As of 11 October Microsoft has made the same privacy change, although the reaction hasn’t been quite so vitriolic – still it is worth re-iterating the point. Evidently this raises a number of privacy and data protection issues.
Google’s business model – the selling of ads targeted at an individual’s behaviour relies on browsing information from visitors. The new policy agreement prevents users from opting out unless they refrain from using Google entirely.
Users visiting a site which displays one of Google’s “+1″ buttons is recorded and kept for up to 18 months and can be associated with other data from other Google services. Data collected is then associated with a unique identifying number and stored by Google for two years – which can be renewed without consultation. This data is then used as the basis for targeted advertising.

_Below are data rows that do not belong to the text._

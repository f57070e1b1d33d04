/// Transient message shown under the input box
#[derive(Debug, Clone, Copy, PartialEq, Eq, Default, strum_macros::Display)]
pub enum Feedback {
    #[default]
    #[strum(to_string = "")]
    None,
    #[strum(to_string = "Great job! 🎉")]
    Correct,
    #[strum(to_string = "Try again! 🤔")]
    Incorrect,
    #[strum(to_string = "All words completed! Starting over...")]
    Exhausted,
    #[strum(to_string = "Error loading word packs")]
    LoadFailed,
}

impl Feedback {
    pub fn is_none(&self) -> bool {
        matches!(self, Feedback::None)
    }

    pub fn is_success(&self) -> bool {
        matches!(self, Feedback::Correct)
    }

    pub fn is_failure(&self) -> bool {
        matches!(self, Feedback::Incorrect | Feedback::LoadFailed)
    }
}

Ultimately, Europe wants Google and Microsoft (and others), to provide users with the option to decide when their data is used for combined services and to give control over that data. The regulators also want to centralise the opt-out and decide which bits of personal data go where. Google and no doubt Microsoft are mulling-over the European proposal.
In the meantime companies who have accrued large banks of users or customers have a limited window from which to commercialise and sell their lists before the European Union data protection regulation applies.